The federal judge in the case as of Monday morning had not yet responded to the DOJ filing.

The letter is the latest in a wave of backlash among former officials to the DOJ's surprise reversal in the Flynn case.

Barr has said he supported dropping the charges based on a recommendation from the U.S. attorney from the Eastern District of Missouri Jeffrey Jensen, who was tasked by Barr with reviewing how FBI agents handled their interview of Flynn at the White House in January of 2017.

The filing last Thursday by the U.S. Attorney in D.C. Timothy Shea cited new evidence uncovered in Jensen's review that the department said rendered the investigation into Flynn illegitimate at the time of his interview.

Mary McCord, who served as the former acting assistant Attorney General for National Security during the early stages of the Russia investigation, said in a New York Times op-ed Sunday that the DOJ's filing to dismiss the charges cited comments she made in an interview "more than 25 times."

McCord accused the department of "twisting" her comments in a misleading effort to undercut the department's case against Flynn.

"The report of my interview is no support for Mr.
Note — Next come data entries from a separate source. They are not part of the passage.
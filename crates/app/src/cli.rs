use std::path::{Path, PathBuf};

use clap::{Args, Parser, Subcommand};
use vision::{PipelineArgs, TelemetryOptions};

/// PPE monitor: camera capture, detection and an HTTP control surface.
#[derive(Debug, Parser)]
#[command(name = "ppe-monitor", version, args_conflicts_with_subcommands = true)]
pub struct Cli {
    #[command(subcommand)]
    pub command: Option<Command>,

    #[command(flatten)]
    pub serve: ServeArgs,
}

impl Cli {
    /// `serve` is the default when no subcommand is given.
    pub fn into_command(self) -> Command {
        self.command.unwrap_or(Command::Serve(self.serve))
    }
}

#[derive(Debug, Subcommand)]
pub enum Command {
    /// Run the HTTP API and MJPEG stream (default).
    Serve(ServeArgs),
    /// Run detection on an image or video file and print the results as JSON.
    Detect(DetectArgs),
}

#[derive(Debug, Clone, Args)]
pub struct ServeArgs {
    /// Address to bind.
    #[arg(long = "host", value_name = "HOST", default_value = "0.0.0.0")]
    pub host: String,
    /// Port to bind.
    #[arg(long = "port", value_name = "PORT", default_value_t = 5000)]
    pub port: u16,

    #[command(flatten)]
    pub pipeline: PipelineArgs,

    #[command(flatten)]
    pub telemetry: TelemetryArgs,
}

#[derive(Debug, Clone, Args)]
pub struct DetectArgs {
    /// Image or video file to analyse.
    #[arg(value_name = "INPUT")]
    pub input: PathBuf,
    /// Write the annotated image or video here. Videos default to
    /// `processed_<name>` next to the input.
    #[arg(long = "output", value_name = "PATH")]
    pub output: Option<PathBuf>,

    #[command(flatten)]
    pub pipeline: PipelineArgs,

    #[command(flatten)]
    pub telemetry: TelemetryArgs,
}

const VIDEO_EXTENSIONS: [&str; 7] = ["mp4", "avi", "mov", "mkv", "webm", "m4v", "mpg"];

impl DetectArgs {
    pub fn is_video(&self) -> bool {
        self.input
            .extension()
            .and_then(|ext| ext.to_str())
            .is_some_and(|ext| VIDEO_EXTENSIONS.iter().any(|v| ext.eq_ignore_ascii_case(v)))
    }

    /// Where annotated video goes.
    pub fn video_output(&self) -> PathBuf {
        if let Some(output) = &self.output {
            return output.clone();
        }
        let name = self
            .input
            .file_name()
            .map(|name| name.to_string_lossy().into_owned())
            .unwrap_or_else(|| "video.mp4".into());
        self.input
            .parent()
            .unwrap_or(Path::new(""))
            .join(format!("processed_{name}"))
    }
}

#[derive(Debug, Clone, Args)]
pub struct TelemetryArgs {
    /// Write a Chrome trace of pipeline spans to this file.
    #[arg(long = "chrome-trace", value_name = "PATH")]
    pub chrome_trace: Option<PathBuf>,
    /// Log at debug level unless RUST_LOG says otherwise.
    #[arg(short = 'v', long = "verbose", action = clap::ArgAction::SetTrue)]
    pub verbose: bool,
}

impl From<&TelemetryArgs> for TelemetryOptions {
    fn from(args: &TelemetryArgs) -> Self {
        TelemetryOptions {
            chrome_trace_path: args.chrome_trace.clone(),
            verbose: args.verbose,
        }
    }
}

#[cfg(test)]
mod tests {
    use clap::CommandFactory;

    use super::*;

    #[test]
    fn cli_definition_is_consistent() {
        Cli::command().debug_assert();
    }

    #[test]
    fn serve_is_the_default_command() {
        let cli = Cli::try_parse_from(["ppe-monitor", "--port", "8080", "--camera", "1"]).unwrap();
        match cli.into_command() {
            Command::Serve(args) => {
                assert_eq!(args.host, "0.0.0.0");
                assert_eq!(args.port, 8080);
                assert_eq!(args.pipeline.cameras, vec!["1".to_string()]);
            }
            other => panic!("unexpected command: {other:?}"),
        }
    }

    #[test]
    fn detect_takes_an_image() {
        let cli =
            Cli::try_parse_from(["ppe-monitor", "detect", "site.jpg", "--confidence", "0.5"])
                .unwrap();
        match cli.into_command() {
            Command::Detect(args) => {
                assert_eq!(args.input, PathBuf::from("site.jpg"));
                assert_eq!(args.pipeline.confidence, 0.5);
                assert!(args.output.is_none());
                assert!(!args.is_video());
            }
            other => panic!("unexpected command: {other:?}"),
        }
    }

    fn detect_args(argv: &[&str]) -> DetectArgs {
        let cli = Cli::try_parse_from(argv.iter().copied()).unwrap();
        match cli.into_command() {
            Command::Detect(args) => args,
            other => panic!("unexpected command: {other:?}"),
        }
    }

    #[test]
    fn video_inputs_are_recognised_by_extension() {
        let args = detect_args(&["ppe-monitor", "detect", "footage/gate.MP4"]);
        assert!(args.is_video());
        assert_eq!(args.video_output(), PathBuf::from("footage/processed_gate.MP4"));

        let args = detect_args(&["ppe-monitor", "detect", "gate.avi", "--output", "out.mp4"]);
        assert!(args.is_video());
        assert_eq!(args.video_output(), PathBuf::from("out.mp4"));

        assert!(!detect_args(&["ppe-monitor", "detect", "gate.png"]).is_video());
    }
}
Barr’s dismissal of the Flynn case," McCord said. "It does not suggest that the F.B.I. had no counterintelligence reason for investigating Mr. Flynn. It does not suggest that the F.B.I.’s interview of Mr. Flynn — which led to the false-statements charge — was unlawful or unjustified.
"

I'm glad that this is all being said, but like the last time this happened, I don't expect anything to come of it because our institutions that we're trying so hard to protect here have been broken for decades.

Nothing has changed from three months ago when Bill Barr stepped in on Roger Stone's sentence and reassigned all the US attorneys on all Trump-related federal cases, and then announced an investigation into the prosecution on the Michael Flynn case, which only prompted 1,100 former Justice Department officials to sign on to the call for Barr to resign.

When Barr then said "oops, my bad, if Trump ever ordered me to do anything illegal I'd resign" everyone bought it and the calls for resignation stopped, and yet here we are again because apparently former Justice Department officials are pretty goddamn bad judges of character.

Meanwhile, Barr's efforts to shatter rule of law in the US will get a major assist from Trump's new Director of National Intelligence.

Acting Director of National Intelligence Richard Grenell has declassified a list of former Obama administration officials who were allegedly involved in the so-called “unmasking” of former national security adviser Michael Flynn in his conversations with the former Russian ambassador during the presidential transition, a senior U.S. official tells ABC News.

Grenell, who remains the U.S. ambassador to Germany along with being the acting DNI, visited the Justice Department last week and brought the list with him, according to the official.

His visit indicates his focus on an issue previously highlighted in 2017 by skeptics of the investigation into the Trump campaign's contacts with Russia, specifically allegations that former officials improperly unveiled Flynn's identity from intercepts of his call with former Russian ambassador Sergey Kislyak.

Grenell's visit came the same week that Attorney General William Barr moved to dismiss the criminal case against Flynn following his guilty plea for lying to the FBI about his conversations with Kislyak.

So yeah, Lucy and the football, legal edition.  And Barr's next inevitable awful enabling of Trump's fascism will be worse, I guarantee.